I have always wondered about how the law sees golf and golf accidents. The following outlines one point of view..I am sure there are many others.
The following from the New York Times
Golf Courses: A Gold Mine for Lawsuits
By PETER APPLEBOME
Published: December 22, 2010
Clearly, the good doctor meant no harm. It was just an ordinary afternoon of golf when his ball hooked distressingly off line, hitting another golfer in the eye. Cue the lawyers.
This was a Dr. Rogers in 1963 at the Duffins Creek Golf Club in Ontario, Canada, not Dr. Anoop Kapoor at Dix Hills Golf Course on Long Island in 2002, whose errant shot into the eye of Dr. Azaz Anand produced a ruling by the New York State Court of Appeals on Tuesday that the accident was part of the assumed risk of playing golf. But it could have been a similar claim at the Cliftonville Golf Club in Northern Ireland in 1937, the Canadian case Finnie v. Ropponen in 1987, Boozer v. Arizona Country Club in 1967, the Scottish case Andrew v. Stevenson in 1905 or many hundreds of others.
Ever since people have trod meadows and moors intent on striking hard white balls with bottom-weighted clubs, people have been suing one another for shots gone awry. Golf has evolved into the perfect litigation machine, beloved by lawyers, perhaps because so many are making a good living filing suits, defending suits and providing advice on injuries, course and product design, environmental damage, discrimination and almost anything that could conceivably find its way into a courtroom.
“Golf and the law seem to have been made for each other,” writes Craig Brown, a law professor at the University of Western Ontario in “Why Lawyers Love Golf,” published in 2007 in Australia by Scribblers Publishing. “On every fairway, in every stretch of rough, in every clubhouse, in every golf bag, at every swing at the ball, in every set of plans for a new course, in every application for club membership, there lurks a potential lawsuit.”

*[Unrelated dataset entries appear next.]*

//! Explicit request validation.
//!
//! Validation collects every violated rule rather than stopping at the first,
//! so a single 400 response can report all bad fields.

use crate::domain::CurrencyCode;
use crate::dto::CreateConversionRequest;

pub const SOURCE_CURRENCY_REQUIRED: &str = "Choose Source Currency";
pub const TARGET_CURRENCY_REQUIRED: &str = "Choose Target Currency";
pub const AMOUNT_NOT_POSITIVE: &str = "Amount must be greater than 0";
pub const AMOUNT_TOO_LARGE: &str = "Amount is too large to convert at the current rate";

/// A single violated constraint, keyed by the wire field name.
#[derive(Debug, Clone, PartialEq, Eq)]
pub struct FieldViolation {
    pub field: &'static str,
    pub message: &'static str,
}

/// All constraint violations found in a request.
#[derive(Debug, Clone, PartialEq, Eq, thiserror::Error)]
#[error("Validation failed: {}", summary(.violations))]
pub struct ValidationErrors {
    pub violations: Vec<FieldViolation>,
}

fn summary(violations: &[FieldViolation]) -> String {
    violations
        .iter()
        .map(|v| format!("{}: {}", v.field, v.message))
        .collect::<Vec<_>>()
        .join(", ")
}

impl ValidationErrors {
    /// A single violation on one field.
    pub fn single(field: &'static str, message: &'static str) -> Self {
        Self {
            violations: vec![FieldViolation { field, message }],
        }
    }

    /// Returns the message for a field, if that field was rejected.
    pub fn message_for(&self, field: &str) -> Option<&'static str> {
        self.violations
            .iter()
            .find(|v| v.field == field)
            .map(|v| v.message)
    }
}

/// A request that passed validation.
#[derive(Debug, Clone, PartialEq)]
pub struct ValidConversionRequest {
    pub source_currency: CurrencyCode,
    pub target_currency: CurrencyCode,
    pub amount: Option<f64>,
}

impl CreateConversionRequest {
    /// Checks currency codes are present and non-blank and that a supplied
    /// amount is a finite positive number.
    pub fn validate(&self) -> Result<ValidConversionRequest, ValidationErrors> {
        let mut violations = Vec::new();

        let source = self.source_currency.as_deref().and_then(CurrencyCode::parse);
        if source.is_none() {
            violations.push(FieldViolation {
                field: "sourceCurrency",
                message: SOURCE_CURRENCY_REQUIRED,
            });
        }

        let target = self.target_currency.as_deref().and_then(CurrencyCode::parse);
        if target.is_none() {
            violations.push(FieldViolation {
                field: "targetCurrency",
                message: TARGET_CURRENCY_REQUIRED,
            });
        }

        if let Some(amount) = self.amount {
            if !amount.is_finite() || amount <= 0.0 {
                violations.push(FieldViolation {
                    field: "amount",
                    message: AMOUNT_NOT_POSITIVE,
                });
            }
        }

        match (source, target) {
            (Some(source_currency), Some(target_currency)) if violations.is_empty() => {
                Ok(ValidConversionRequest {
                    source_currency,
                    target_currency,
                    amount: self.amount,
                })
            }
            _ => Err(ValidationErrors { violations }),
        }
    }
}

/// Rejects an amount whose converted value would not be a finite number.
///
/// Runs once the rate is known; a non-finite product cannot be stored or
/// serialized.
pub fn ensure_convertible(amount: f64, exchange_rate: f64) -> Result<(), ValidationErrors> {
    if (amount * exchange_rate).is_finite() {
        Ok(())
    } else {
        Err(ValidationErrors::single("amount", AMOUNT_TOO_LARGE))
    }
}

#[cfg(test)]
mod tests {
    use super::*;

    #[test]
    fn test_valid_request() {
        let valid = CreateConversionRequest::new("usd", "EUR").validate().unwrap();
        assert_eq!(valid.source_currency.as_str(), "USD");
        assert_eq!(valid.target_currency.as_str(), "EUR");
        assert_eq!(valid.amount, None);
    }

    #[test]
    fn test_blank_currencies_reported_together() {
        let err = CreateConversionRequest::new(" ", "").validate().unwrap_err();
        assert_eq!(err.violations.len(), 2);
        assert_eq!(err.message_for("sourceCurrency"), Some(SOURCE_CURRENCY_REQUIRED));
        assert_eq!(err.message_for("targetCurrency"), Some(TARGET_CURRENCY_REQUIRED));
    }

    #[test]
    fn test_missing_currency() {
        let req = CreateConversionRequest {
            source_currency: Some("USD".into()),
            ..Default::default()
        };
        let err = req.validate().unwrap_err();
        assert_eq!(err.violations.len(), 1);
        assert_eq!(err.message_for("targetCurrency"), Some(TARGET_CURRENCY_REQUIRED));
    }

    #[test]
    fn test_non_positive_amount() {
        for amount in [0.0, -3.0, f64::NAN] {
            let err = CreateConversionRequest::new("USD", "EUR")
                .with_amount(amount)
                .validate()
                .unwrap_err();
            assert_eq!(err.message_for("amount"), Some(AMOUNT_NOT_POSITIVE));
        }
    }

    #[test]
    fn test_overflowing_product_rejected() {
        assert!(ensure_convertible(1234.56, 83.12).is_ok());
        assert!(ensure_convertible(f64::MAX, 1.0).is_ok());

        let err = ensure_convertible(1e308, 83.12).unwrap_err();
        assert_eq!(err.violations.len(), 1);
        assert_eq!(err.message_for("amount"), Some(AMOUNT_TOO_LARGE));
    }

    #[test]
    fn test_display_lists_fields() {
        let err = CreateConversionRequest::default().validate().unwrap_err();
        let msg = err.to_string();
        assert!(msg.contains("sourceCurrency"));
        assert!(msg.contains("targetCurrency"));
    }
}
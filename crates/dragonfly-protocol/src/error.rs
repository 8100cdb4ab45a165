//! Error types for the Dragonfly protocol.

use thiserror::Error;

/// Errors that can occur when encoding commands or decoding replies.
#[derive(Debug, Error, Clone, PartialEq, Eq)]
pub enum ProtocolError {
    /// A version reply carried no usable decimal number.
    #[error("no numeric version info found in response: {response:?}")]
    NoVersionInfo {
        /// The trimmed reply text.
        response: String,
    },

    /// A reply is missing the separators needed to decode it.
    #[error("malformed response, expected {expected}: {response:?}")]
    MalformedResponse {
        /// What the decoder was looking for.
        expected: &'static str,
        /// The reply text as received.
        response: String,
    },

    /// Text that is not one of the known command forms.
    #[error("invalid command: {0}")]
    InvalidCommand(String),

    /// A relay state other than `open` or `closed`.
    #[error("invalid relay state: {0} (expected \"open\" or \"closed\")")]
    InvalidRelayState(String),
}

/// Result type alias for protocol operations.
pub type ProtocolResult<T> = Result<T, ProtocolError>;
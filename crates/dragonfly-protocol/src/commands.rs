//! Commands that can be sent to the dome controller.
//!
//! Two command families exist:
//! - Relay I/O commands (`!relio ...`) for relays and sensors
//! - Controller commands (`!seletek ...`), of which only `version` is used
//!
//! Channel indices are not validated. Controllers are conventionally wired as
//! an 8-channel bank (0-7), but that range belongs to the caller.

use std::fmt;
use std::str::FromStr;

use serde::Serialize;

use crate::codec::{self, COMMAND_TERMINATOR};
use crate::error::{ProtocolError, ProtocolResult};

/// Index of a relay or sensor channel.
pub type ChannelId = u32;

/// Prefix of relay I/O commands.
const RELIO: &str = "!relio";

/// Prefix of controller commands.
const SELETEK: &str = "!seletek";

/// Binary state of a relay contact.
#[derive(Debug, Clone, Copy, PartialEq, Eq, Hash, Serialize)]
#[serde(rename_all = "lowercase")]
pub enum RelayState {
    /// Contact open (wire value `0`).
    Open,
    /// Contact closed (wire value `1`).
    Closed,
}

impl RelayState {
    /// Get the lowercase name used in reports.
    pub fn as_str(&self) -> &'static str {
        match self {
            RelayState::Open => "open",
            RelayState::Closed => "closed",
        }
    }

    /// Get the digit used in `rlset` commands.
    pub fn wire_value(&self) -> &'static str {
        match self {
            RelayState::Open => "0",
            RelayState::Closed => "1",
        }
    }

    fn from_wire_value(s: &str) -> Option<RelayState> {
        match s {
            "0" => Some(RelayState::Open),
            "1" => Some(RelayState::Closed),
            _ => None,
        }
    }
}

impl fmt::Display for RelayState {
    fn fmt(&self, f: &mut fmt::Formatter<'_>) -> fmt::Result {
        f.write_str(self.as_str())
    }
}

impl FromStr for RelayState {
    type Err = ProtocolError;

    fn from_str(s: &str) -> ProtocolResult<RelayState> {
        match s.trim().to_ascii_lowercase().as_str() {
            "open" => Ok(RelayState::Open),
            "closed" => Ok(RelayState::Closed),
            _ => Err(ProtocolError::InvalidRelayState(s.to_string())),
        }
    }
}

/// Commands understood by the dome controller.
#[derive(Debug, Clone, PartialEq, Eq)]
pub enum Command {
    // ========== Relay I/O Commands ==========
    /// Read the digital state of a relay (`rldgrd`).
    RelayStatus {
        /// Relay index.
        relay: ChannelId,
    },

    /// Read the analog status of a sensor (`snanrd`).
    SensorStatus {
        /// Sensor index.
        sensor: ChannelId,
    },

    /// Read the configuration record of a relay, including its name (`getreldata`).
    RelayData {
        /// Relay index.
        relay: ChannelId,
    },

    /// Read the configuration record of a sensor, including its name (`getsendata`).
    SensorData {
        /// Sensor index.
        sensor: ChannelId,
    },

    /// Toggle a relay (`rlchg`).
    ToggleRelay {
        /// Relay index.
        relay: ChannelId,
    },

    /// Drive a relay to a given state (`rlset`).
    SetRelay {
        /// Relay index.
        relay: ChannelId,
        /// Desired contact state.
        state: RelayState,
    },

    // ========== Controller Commands ==========
    /// Query the packed firmware version number.
    Version,

    // ========== Raw Command ==========
    /// Send a raw command string. A missing terminator is appended.
    Raw {
        /// The raw command text.
        command: String,
    },
}

impl Command {
    /// Encode the command as the bytes of one datagram.
    pub fn encode(&self) -> Vec<u8> {
        codec::encode_command(&self.to_command_string())
    }

    /// Get the full command text, including the `#` terminator.
    pub fn to_command_string(&self) -> String {
        match self {
            Command::RelayStatus { relay } => format!("{RELIO} rldgrd 0 {relay}#"),
            Command::SensorStatus { sensor } => format!("{RELIO} snanrd 0 {sensor}#"),
            Command::RelayData { relay } => format!("{RELIO} getreldata {relay}#"),
            Command::SensorData { sensor } => format!("{RELIO} getsendata {sensor}#"),
            Command::ToggleRelay { relay } => format!("{RELIO} rlchg 2 {relay} 1#"),
            Command::SetRelay { relay, state } => {
                format!("{RELIO} rlset 2 {relay} {}#", state.wire_value())
            }
            Command::Version => format!("{SELETEK} version#"),
            Command::Raw { command } => {
                if command.ends_with(COMMAND_TERMINATOR) {
                    command.clone()
                } else {
                    codec::terminate(command)
                }
            }
        }
    }
}

impl fmt::Display for Command {
    fn fmt(&self, f: &mut fmt::Formatter<'_>) -> fmt::Result {
        f.write_str(&self.to_command_string())
    }
}

impl FromStr for Command {
    type Err = ProtocolError;

    /// Parse wire text back into a command.
    ///
    /// Only the known command forms are recognised; anything else is
    /// [`ProtocolError::InvalidCommand`]. `Raw` is never produced.
    fn from_str(s: &str) -> ProtocolResult<Command> {
        let invalid = || ProtocolError::InvalidCommand(s.to_string());

        let body = s.trim().strip_suffix(COMMAND_TERMINATOR).ok_or_else(invalid)?;
        let tokens: Vec<&str> = body.split_whitespace().collect();
        let channel = |token: &str| token.parse::<ChannelId>().map_err(|_| invalid());

        match tokens.as_slice() {
            [RELIO, "rldgrd", "0", relay] => Ok(Command::RelayStatus { relay: channel(*relay)? }),
            [RELIO, "snanrd", "0", sensor] => Ok(Command::SensorStatus {
                sensor: channel(*sensor)?,
            }),
            [RELIO, "getreldata", relay] => Ok(Command::RelayData { relay: channel(*relay)? }),
            [RELIO, "getsendata", sensor] => Ok(Command::SensorData { sensor: channel(*sensor)? }),
            [RELIO, "rlchg", "2", relay, "1"] => Ok(Command::ToggleRelay {
                relay: channel(*relay)?,
            }),
            [RELIO, "rlset", "2", relay, value] => {
                let state = RelayState::from_wire_value(value).ok_or_else(invalid)?;
                Ok(Command::SetRelay { relay: channel(*relay)?, state })
            }
            [SELETEK, "version"] => Ok(Command::Version),
            _ => Err(invalid()),
        }
    }
}
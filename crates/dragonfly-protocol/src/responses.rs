//! Response decoding for the Dragonfly protocol.
//!
//! Replies are free-form text. Three shapes are understood:
//! - Relay status: a closed relay's reply ends in `1#`; anything else is open
//! - Sensor status: `<label>:<value>#`
//! - Composite records: `<prefix>:<name>,<f1>,<f2>,<active>,...,<state>`, built
//!   by joining a data reply and a status token (see [`compose_record`](crate::compose_record))

use serde::Serialize;

use crate::codec::{COMMAND_TERMINATOR, FIELD_SEPARATOR, NAME_SEPARATOR};
use crate::commands::RelayState;
use crate::error::{ProtocolError, ProtocolResult};

/// Sensor status reported when the device sends an empty reply.
pub const UNKNOWN_SENSOR_STATUS: &str = "unknown";

/// Suffix of a relay status reply for a closed contact.
const CLOSED_SUFFIX: &str = "1#";

/// Position of the activity flag in a relay record.
const RELAY_ACTIVE_FIELD: usize = 3;

/// Decode a relay status reply.
///
/// This is a binary classification: the relay is closed if the reply ends with
/// `1#`, and open otherwise, including when the reply is empty.
pub fn decode_relay_state(raw: &str) -> RelayState {
    if raw.ends_with(CLOSED_SUFFIX) {
        RelayState::Closed
    } else {
        RelayState::Open
    }
}

/// Decode a sensor status reply.
///
/// The status is the text after the first `:` (up to any following `:`),
/// with trailing `#` removed. An empty reply decodes to
/// [`UNKNOWN_SENSOR_STATUS`]; a non-empty reply without `:` is malformed.
pub fn decode_sensor_status(raw: &str) -> ProtocolResult<String> {
    if raw.is_empty() {
        return Ok(UNKNOWN_SENSOR_STATUS.to_string());
    }

    let status = raw
        .split(NAME_SEPARATOR)
        .nth(1)
        .ok_or_else(|| ProtocolError::MalformedResponse {
            expected: "a ':' separated sensor status",
            response: raw.to_string(),
        })?;

    Ok(status.trim_end_matches(COMMAND_TERMINATOR).to_string())
}

/// Channel name carried in the first field of a record: the text after the last `:`.
fn channel_name(field: &str) -> &str {
    field
        .rsplit_once(NAME_SEPARATOR)
        .map_or(field, |(_, name)| name)
}

/// Relay record decoded from a composite reply.
#[derive(Debug, Clone, PartialEq, Eq, Serialize)]
pub struct RelayStatus {
    /// Channel name as configured on the device.
    pub name: String,
    /// Whether the relay is enabled (field 3 is exactly `1`).
    pub is_active: bool,
    /// Last field of the record, verbatim.
    pub state: String,
}

impl RelayStatus {
    /// Parse a composite relay record.
    ///
    /// Requires at least four comma-separated fields so the activity flag
    /// can be read.
    pub fn parse(record: &str) -> ProtocolResult<RelayStatus> {
        let parts: Vec<&str> = record.split(FIELD_SEPARATOR).collect();
        if parts.len() <= RELAY_ACTIVE_FIELD {
            return Err(ProtocolError::MalformedResponse {
                expected: "at least 4 comma-separated relay fields",
                response: record.to_string(),
            });
        }

        Ok(RelayStatus {
            name: channel_name(parts[0]).to_string(),
            is_active: parts[RELAY_ACTIVE_FIELD] == "1",
            state: parts[parts.len() - 1].to_string(),
        })
    }
}

/// Sensor record decoded from a composite reply.
#[derive(Debug, Clone, PartialEq, Eq, Serialize)]
pub struct SensorStatus {
    /// Channel name as configured on the device.
    pub name: String,
    /// Last field of the record, verbatim. Kept as text because the numeric
    /// encoding depends on the channel type.
    pub value: String,
}

impl SensorStatus {
    /// Parse a composite sensor record.
    ///
    /// Every string has at least one field, so this cannot fail; a record
    /// without commas yields the same text as name source and value.
    pub fn parse(record: &str) -> SensorStatus {
        let first = record.split(FIELD_SEPARATOR).next().unwrap_or(record);
        let last = record.rsplit(FIELD_SEPARATOR).next().unwrap_or(record);

        SensorStatus {
            name: channel_name(first).to_string(),
            value: last.to_string(),
        }
    }
}

/// Decode a composite relay record. See [`RelayStatus::parse`].
pub fn decode_relay_record(record: &str) -> ProtocolResult<RelayStatus> {
    RelayStatus::parse(record)
}

/// Decode a composite sensor record. See [`SensorStatus::parse`].
pub fn decode_sensor_record(record: &str) -> SensorStatus {
    SensorStatus::parse(record)
}

#[cfg(test)]
mod tests {
    use super::*;

    #[test]
    fn test_relay_state_closed() {
        assert_eq!(decode_relay_state("!relio rldgrd 0 3 1#"), RelayState::Closed);
        assert_eq!(decode_relay_state("1#"), RelayState::Closed);
    }

    #[test]
    fn test_relay_state_open() {
        assert_eq!(decode_relay_state("!relio rldgrd 0 3 0#"), RelayState::Open);
        assert_eq!(decode_relay_state("!relio rldgrd 0 3 1"), RelayState::Open);
        assert_eq!(decode_relay_state("11"), RelayState::Open);
    }

    #[test]
    fn test_relay_state_empty_is_open() {
        assert_eq!(decode_relay_state(""), RelayState::Open);
    }

    #[test]
    fn test_sensor_status_value() {
        assert_eq!(decode_sensor_status("Name:42#").unwrap(), "42");
        assert_eq!(decode_sensor_status("!relio snanrd 0 2:1023#").unwrap(), "1023");
    }

    #[test]
    fn test_sensor_status_stops_at_second_colon() {
        assert_eq!(decode_sensor_status("a:b:c#").unwrap(), "b");
    }

    #[test]
    fn test_sensor_status_empty_is_unknown() {
        assert_eq!(decode_sensor_status("").unwrap(), UNKNOWN_SENSOR_STATUS);
    }

    #[test]
    fn test_sensor_status_without_colon_is_malformed() {
        let err = decode_sensor_status("garbage#").unwrap_err();
        assert!(matches!(err, ProtocolError::MalformedResponse { .. }));
    }

    #[test]
    fn test_relay_record_active() {
        let relay = decode_relay_record("ch:Door,0,0,1,closed").unwrap();
        assert_eq!(
            relay,
            RelayStatus {
                name: "Door".to_string(),
                is_active: true,
                state: "closed".to_string(),
            }
        );
    }

    #[test]
    fn test_relay_record_inactive() {
        let relay = decode_relay_record("ch:Door,0,0,0,open").unwrap();
        assert_eq!(relay.name, "Door");
        assert!(!relay.is_active);
        assert_eq!(relay.state, "open");
    }

    #[test]
    fn test_relay_record_name_after_last_colon() {
        let relay = decode_relay_record("!relio:getreldata:Roof Motor,1,2,1,x,open").unwrap();
        assert_eq!(relay.name, "Roof Motor");
        assert_eq!(relay.state, "open");
    }

    #[test]
    fn test_relay_record_activity_must_be_exactly_one() {
        assert!(!decode_relay_record("ch:A,0,0,01,open").unwrap().is_active);
        assert!(!decode_relay_record("ch:A,0,0, 1,open").unwrap().is_active);
    }

    #[test]
    fn test_relay_record_too_short_is_malformed() {
        let err = decode_relay_record("ch:Door,0,closed").unwrap_err();
        assert_eq!(
            err,
            ProtocolError::MalformedResponse {
                expected: "at least 4 comma-separated relay fields",
                response: "ch:Door,0,closed".to_string(),
            }
        );
    }

    #[test]
    fn test_sensor_record() {
        let sensor = decode_sensor_record("ch:Temp,1,2,23.5");
        assert_eq!(
            sensor,
            SensorStatus {
                name: "Temp".to_string(),
                value: "23.5".to_string(),
            }
        );
    }

    #[test]
    fn test_sensor_record_without_separators() {
        let sensor = decode_sensor_record("Rain");
        assert_eq!(sensor.name, "Rain");
        assert_eq!(sensor.value, "Rain");
    }

    #[test]
    fn test_records_serialize_with_report_field_names() {
        let relay = decode_relay_record("ch:Door,0,0,1,closed").unwrap();
        let json = serde_json::to_value(&relay).unwrap();
        assert_eq!(json["name"], "Door");
        assert_eq!(json["is_active"], true);
        assert_eq!(json["state"], "closed");

        let sensor = decode_sensor_record("ch:Temp,1,2,23.5");
        let json = serde_json::to_value(&sensor).unwrap();
        assert_eq!(json["value"], "23.5");
    }
}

There’s much logic to this. Golf involves hitting a rock-hard ball at high speed in unpredictable directions. Its devotees often range from the comfortable to the wealthy, the perfect demographic for suing and being sued. Golfers cover all ages, but many are old enough that the misplaced step onto sod covering a hole that is shrugged off by a 20-year-old ends the square-dancing career of a retiree in her 60s. It involves vast areas of land, often including wetlands and endangered species, and tons of fertilizer and pesticides. Its products (balls alone are a three-quarter billion-dollar business in the United States) and brand names (witness the Big Bertie knockoffs of Big Bertha drivers) are the subject of billion-dollar patent infringement and intellectual property claims.
So the legal issues come in all shapes and sizes. Often they involve golf carts, which can tip over and kill or injure their occupants. They involve environmental issues: the Battlefield Golf Club in Virginia was sued for $1.6 billion in 2009 by 400 nearby residents who claimed that 1.5 million tons of fly ash used to construct the course contaminated their well water.
There are many well-known lawsuits. The United States Supreme Court ruled in 2001 that the golfer Casey Martin was entitled to use a cart under the Americans With Disabilities Act because of a painful chronic condition. Augusta National Golf Course has become almost as famous for sex-discrimination lawsuits as it has for the Masters.
But more common are thousands of slip-and-fall suits, claims by homeowners or passing motorists hit by flying golf balls, lawsuits alleging injuries from faulty course design and discrimination suits.
INDEED, the errant golf ball is probably the least of it these days, especially as state after state has adopted a similar standard that only an intentional shot at another golfer or one showing gross and reckless negligence is grounds for a successful lawsuit.
There’s no record of lawsuits per sport, but John H. Minan, a law professor at the University of San Diego and the author of “The Little Green Book of Golf Law,” published by the American Bar Association, said golf probably ranked first or second in lawsuits, challenged only by baseball (metal bats, antitrust issues, lawsuits over stadium locations, Fantasy Baseball rights, spectators injured by foul balls, etc.).
As a result, clubs are increasingly likely, for example, to change course designs in cases in which a golfer could claim an injury was caused by a poorly placed tee area or fairway.
But taking out human frailty may be beyond even the lawyers — hence the adage cited by Professor Minan: For right-handers, a ball that strays to the left is a hook, to the right it’s a slice. If it goes straight it’s a miracle.
“It’s not a legal principle, but it’s reality,” he said.